Вид у молодого человека, которому нельзя было дать больше двадцати двух или двадцати трех лет, был дикий и вместе с тем серьезный, что встревожило Лино: он хорошо знал, как могут действовать на психику большие дозы алкоголя.
— Ничего удивительного, сэр. Я был статистом в «Матушке Гусыне» три года назад в «Друри-Лейн», сэр. Я подавал вам шляпку и муфту.
— Помнится, вы очень хорошо их подавали. — Лино оглядывал узкий и мрачный тупик.
— Тут много нас, театральных людей, живет, мистер Лино. Отсюда ведь рукой подать до «Друри-Лейн» и до мюзик-холлов. — Он сошел с крыльца. — Я ни разу ни на секунду не опоздал с этой муфтой, если вы помните.
— Как же, конечно, помню. Всегда тютелька в тютельку.
— Потом у меня наступила тяжелая полоса, сэр. В нашей профессии всякое бывает.
— Да, еще бы.
На молодом человеке были потертый пиджак и несвежая рубашка, и вид у него был такой, словно он последний раз ел день или два назад.
— Я выступал с труппой в «Детишках в лесу» по разным театрам, но однажды в Маргейте меня сильно покусали.
— Впредь будете беречься квартирных хозяек. Некоторые так и лязгают зубами.
— Нет-нет, сэр. Это была собака, настоящая собака. Укусила меня в запястье и лодыжку.
Вдруг Лино проникся к молодому человеку такой жалостью и таким сочувствием, что готов был обнять его здесь, в этом тупике, где жил когда-то Гримальди.
— В запястье и лодыжку? А что вы в это время делали? Ногу чесали?
— Разнимал двух собак, которые грызлись. Потом три недели провалялся в больнице, а когда вышел, место было занято. С тех пор без работы.
Дэн Лино вынул из кармана соверен и протянул ему.
— Примите как возмещение за время, которое вы потратили на «Детишек». Считайте, что это от всей нашей братии.
Молодой человек, казалось, вот-вот расплачется, поэтому Лино поспешно добавил:
— Вы знаете, что где-то в этих местах родился великий Гримальди?
— Да, сэр. В той самой комнате, где я сейчас живу. Я и сам хотел вам сказать, я ведь сразу догадался, что из-за этого-то вы и пришли сюда.

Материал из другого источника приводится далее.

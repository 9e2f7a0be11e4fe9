//! Particle simulation engine: a fixed pool of drifting particles with
//! ambient float, toroidal soft wrap, pointer attraction and radius pulsing.
//!
//! The pool is allocated once in [`ParticleField::initialize`] and mutated in
//! place by [`ParticleField::step`]; it is never reallocated while animating.

use glam::Vec2;
use rand::Rng;

use crate::constants::*;
use crate::error::FolioError;
use crate::particle::Particle;
use crate::pointer::PointerState;

/// Logical size of the surface the field lives on.
#[derive(Clone, Copy, Debug, PartialEq)]
pub struct Viewport {
    pub width: f32,
    pub height: f32,
}

impl Viewport {
    pub fn new(width: f32, height: f32) -> Self {
        Self { width, height }
    }

    /// True while the host has not laid the surface out yet.
    pub fn is_empty(&self) -> bool {
        !(self.width.is_finite() && self.height.is_finite() && self.width > 0.0 && self.height > 0.0)
    }

    pub fn validate(self) -> Result<Self, FolioError> {
        if self.is_empty() {
            return Err(FolioError::InvalidDimensions {
                width: self.width,
                height: self.height,
            });
        }
        Ok(self)
    }
}

/// Tuning knobs for the particle field.
#[derive(Clone, Debug, PartialEq)]
pub struct FieldConfig {
    pub count: usize,
    pub reduced_count: usize,
    pub phase_step: f32,
    pub float_amplitude: f32,
    pub wrap_margin: f32,
    pub influence_radius: f32,
    pub attraction_gain: f32,
    pub pulse_amplitude: f32,
    pub connection_distance: f32,
    pub edge_max_opacity: f32,
}

impl Default for FieldConfig {
    fn default() -> Self {
        Self {
            count: PARTICLE_COUNT,
            reduced_count: REDUCED_PARTICLE_COUNT,
            phase_step: PHASE_STEP,
            float_amplitude: FLOAT_AMPLITUDE,
            wrap_margin: WRAP_MARGIN,
            influence_radius: INFLUENCE_RADIUS,
            attraction_gain: ATTRACTION_GAIN,
            pulse_amplitude: PULSE_AMPLITUDE,
            connection_distance: CONNECTION_DISTANCE,
            edge_max_opacity: EDGE_MAX_OPACITY,
        }
    }
}

impl FieldConfig {
    pub fn pool_size(&self, reduced_motion: bool) -> usize {
        if reduced_motion {
            self.reduced_count
        } else {
            self.count
        }
    }
}

/// Position nudge toward the pointer for a particle at `position`.
///
/// Zero outside `(0, radius)`. Inside, the nudge points at the pointer with
/// length `force * gain * radius`, `force = (radius - d) / radius`, so it
/// strictly shrinks with distance. Only position is touched, never velocity,
/// so the pull stops the moment the pointer moves out of range.
pub fn attraction_delta(position: Vec2, pointer: Vec2, radius: f32, gain: f32) -> Vec2 {
    let offset = pointer - position;
    let distance = offset.length();
    if !(distance > 0.0 && distance < radius) {
        return Vec2::ZERO;
    }
    let force = (radius - distance) / radius;
    offset / distance * force * gain * radius
}

/// Re-enters a coordinate from the opposite side once it is more than
/// `margin` past either edge of `[0, extent]`.
pub fn wrap_coordinate(value: f32, extent: f32, margin: f32) -> f32 {
    if value < -margin {
        extent + margin
    } else if value > extent + margin {
        -margin
    } else {
        value
    }
}

#[derive(Clone, Debug)]
pub struct ParticleField {
    config: FieldConfig,
    viewport: Viewport,
    particles: Vec<Particle>,
    phase: f32,
    reduced_motion: bool,
}

impl ParticleField {
    /// Builds the pool for `viewport`.
    ///
    /// Fails with [`FolioError::InvalidDimensions`] when the surface has no
    /// area yet; callers defer and retry on the next resize.
    pub fn initialize<R: Rng + ?Sized>(
        config: FieldConfig,
        viewport: Viewport,
        reduced_motion: bool,
        rng: &mut R,
    ) -> Result<Self, FolioError> {
        let viewport = viewport.validate()?;
        let count = config.pool_size(reduced_motion);
        let particles = (0..count)
            .map(|_| Particle::random(rng, viewport.width, viewport.height))
            .collect();
        Ok(Self {
            config,
            viewport,
            particles,
            phase: 0.0,
            reduced_motion,
        })
    }

    /// Wraps an existing set of particles, e.g. a recorded layout.
    pub fn from_particles(
        config: FieldConfig,
        viewport: Viewport,
        particles: Vec<Particle>,
    ) -> Result<Self, FolioError> {
        let viewport = viewport.validate()?;
        Ok(Self {
            config,
            viewport,
            particles,
            phase: 0.0,
            reduced_motion: false,
        })
    }

    pub fn particles(&self) -> &[Particle] {
        &self.particles
    }

    pub fn len(&self) -> usize {
        self.particles.len()
    }

    pub fn is_empty(&self) -> bool {
        self.particles.is_empty()
    }

    pub fn config(&self) -> &FieldConfig {
        &self.config
    }

    pub fn viewport(&self) -> Viewport {
        self.viewport
    }

    pub fn phase(&self) -> f32 {
        self.phase
    }

    pub fn reduced_motion(&self) -> bool {
        self.reduced_motion
    }

    /// Updates the wrap bounds. Particles keep their positions; anything now
    /// far outside re-enters on the next step. Empty sizes are ignored.
    pub fn resize(&mut self, viewport: Viewport) {
        if viewport.is_empty() {
            log::debug!(
                "ignoring empty resize {}x{}",
                viewport.width,
                viewport.height
            );
            return;
        }
        self.viewport = viewport;
    }

    /// Advances the field by the configured phase step.
    pub fn tick(&mut self, pointer: &PointerState) {
        self.step(pointer, self.config.phase_step);
    }

    /// Advances every particle by one frame, in place.
    pub fn step(&mut self, pointer: &PointerState, dt_phase: f32) {
        self.phase += dt_phase;
        let phase = self.phase;
        let cfg = &self.config;
        let Viewport { width, height } = self.viewport;
        let pointer = pointer.position();

        for p in &mut self.particles {
            let float = p.float_offset(phase, cfg.float_amplitude);
            p.position += p.velocity + float;

            p.position.x = wrap_coordinate(p.position.x, width, cfg.wrap_margin);
            p.position.y = wrap_coordinate(p.position.y, height, cfg.wrap_margin);

            if let Some(target) = pointer {
                p.position += attraction_delta(
                    p.position,
                    target,
                    cfg.influence_radius,
                    cfg.attraction_gain,
                );
            }

            p.radius = p.pulsed_radius(phase, cfg.pulse_amplitude);
        }
    }
}

#[cfg(test)]
mod tests {
    use super::*;
    use rand::rngs::StdRng;
    use rand::SeedableRng;

    fn still_config() -> FieldConfig {
        FieldConfig {
            float_amplitude: 0.0,
            ..FieldConfig::default()
        }
    }

    #[test]
    fn zero_viewport_is_rejected() {
        let mut rng = StdRng::seed_from_u64(1);
        let err = ParticleField::initialize(
            FieldConfig::default(),
            Viewport::new(0.0, 600.0),
            false,
            &mut rng,
        )
        .unwrap_err();
        assert!(matches!(err, FolioError::InvalidDimensions { .. }));
    }

    #[test]
    fn pool_size_follows_reduced_motion() {
        let mut rng = StdRng::seed_from_u64(2);
        let vp = Viewport::new(1280.0, 720.0);
        let full = ParticleField::initialize(FieldConfig::default(), vp, false, &mut rng).unwrap();
        let reduced = ParticleField::initialize(FieldConfig::default(), vp, true, &mut rng).unwrap();
        assert_eq!(full.len(), 60);
        assert_eq!(reduced.len(), 30);
        assert!(reduced.reduced_motion());
    }

    #[test]
    fn wraps_to_opposite_edge_on_each_side() {
        assert_eq!(wrap_coordinate(851.0, 800.0, 50.0), -50.0);
        assert_eq!(wrap_coordinate(-51.0, 800.0, 50.0), 850.0);
        assert_eq!(wrap_coordinate(850.0, 800.0, 50.0), 850.0);
        assert_eq!(wrap_coordinate(-50.0, 800.0, 50.0), -50.0);
    }

    #[test]
    fn drift_is_applied_every_step() {
        let mut p = Particle::at(Vec2::new(100.0, 100.0));
        p.velocity = Vec2::new(0.1, -0.1);
        let mut field =
            ParticleField::from_particles(still_config(), Viewport::new(400.0, 400.0), vec![p])
                .unwrap();
        let pointer = PointerState::new();
        for _ in 0..10 {
            field.step(&pointer, 0.01);
        }
        let pos = field.particles()[0].position;
        assert!((pos.x - 101.0).abs() < 1e-3 && (pos.y - 99.0).abs() < 1e-3);
    }

    #[test]
    fn attraction_pulls_toward_pointer_only_in_range() {
        let d = attraction_delta(Vec2::ZERO, Vec2::new(75.0, 0.0), 150.0, 0.02);
        // force = 0.5, peak step = 150 * 0.02 = 3
        assert!((d.x - 1.5).abs() < 1e-6 && d.y == 0.0);
        let near = attraction_delta(Vec2::ZERO, Vec2::new(0.0, -10.0), 150.0, 0.02);
        assert!(near.y < 0.0 && near.length() > d.length());
        assert_eq!(
            attraction_delta(Vec2::ZERO, Vec2::new(151.0, 0.0), 150.0, 0.02),
            Vec2::ZERO
        );
        assert_eq!(
            attraction_delta(Vec2::new(3.0, 4.0), Vec2::new(3.0, 4.0), 150.0, 0.02),
            Vec2::ZERO
        );
    }

    #[test]
    fn pointer_away_leaves_positions_to_drift_only() {
        let p = Particle::at(Vec2::new(200.0, 200.0));
        let mut field =
            ParticleField::from_particles(still_config(), Viewport::new(400.0, 400.0), vec![p])
                .unwrap();
        field.step(&PointerState::new(), 0.01);
        assert_eq!(field.particles()[0].position, Vec2::new(200.0, 200.0));
    }

    #[test]
    fn radius_pulses_from_base() {
        let mut p = Particle::at(Vec2::new(10.0, 10.0));
        p.base_radius = 2.0;
        let mut field =
            ParticleField::from_particles(still_config(), Viewport::new(400.0, 400.0), vec![p])
                .unwrap();
        field.step(&PointerState::new(), std::f32::consts::FRAC_PI_4);
        // sin(2 * π/4) = 1
        assert!((field.particles()[0].radius - 2.6).abs() < 1e-5);
    }

    #[test]
    fn empty_resize_keeps_previous_bounds() {
        let mut field = ParticleField::from_particles(
            FieldConfig::default(),
            Viewport::new(400.0, 300.0),
            Vec::new(),
        )
        .unwrap();
        field.resize(Viewport::new(0.0, 0.0));
        assert_eq!(field.viewport(), Viewport::new(400.0, 300.0));
        field.resize(Viewport::new(640.0, 480.0));
        assert_eq!(field.viewport(), Viewport::new(640.0, 480.0));
    }

    #[test]
    fn zero_count_pool_steps_without_work() {
        let mut rng = StdRng::seed_from_u64(3);
        let cfg = FieldConfig {
            count: 0,
            ..FieldConfig::default()
        };
        let mut field =
            ParticleField::initialize(cfg, Viewport::new(100.0, 100.0), false, &mut rng).unwrap();
        field.tick(&PointerState::new());
        assert!(field.is_empty());
    }
}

— Можно мне подняться к вам на минутку?
— Милости прошу, сэр. Жить там, где побывали и Гримальди, и Лино… — Молодой человек повел Лино на второй этаж по выщербленной и грязной лестнице. — У нас стесненные обстоятельства, так что простите за неудобство.
— Не волнуйтесь. Я очень хорошо знаю, как людям приходится жить.
Войдя в маленькую каморку с низким потолком, он сразу увидел беременную женщину, неподвижно лежащую на тюфяке.
— Моя жена, сэр, уже на сносях. Ей трудно вставать, вы уж извините. Мэри, к нам пришел мистер Лино.
Она повернула голову и попыталась подняться. Дэн Лино быстро подошел к ней и дотронулся до ее лба; она пылала в лихорадке, и Лино, охваченный тревогой, обернулся к ее мужу.
— Врач дал ей лекарство, — сказал тот, понизив голос. — Он говорит, это вполне естественно в ее состоянии.
Но молодой человек с трудом сдерживал слезы, и, почувствовав это, Лино мгновенно решил действовать — в жизни, как и на сцене, его отличала быстрота восприятия и соображения.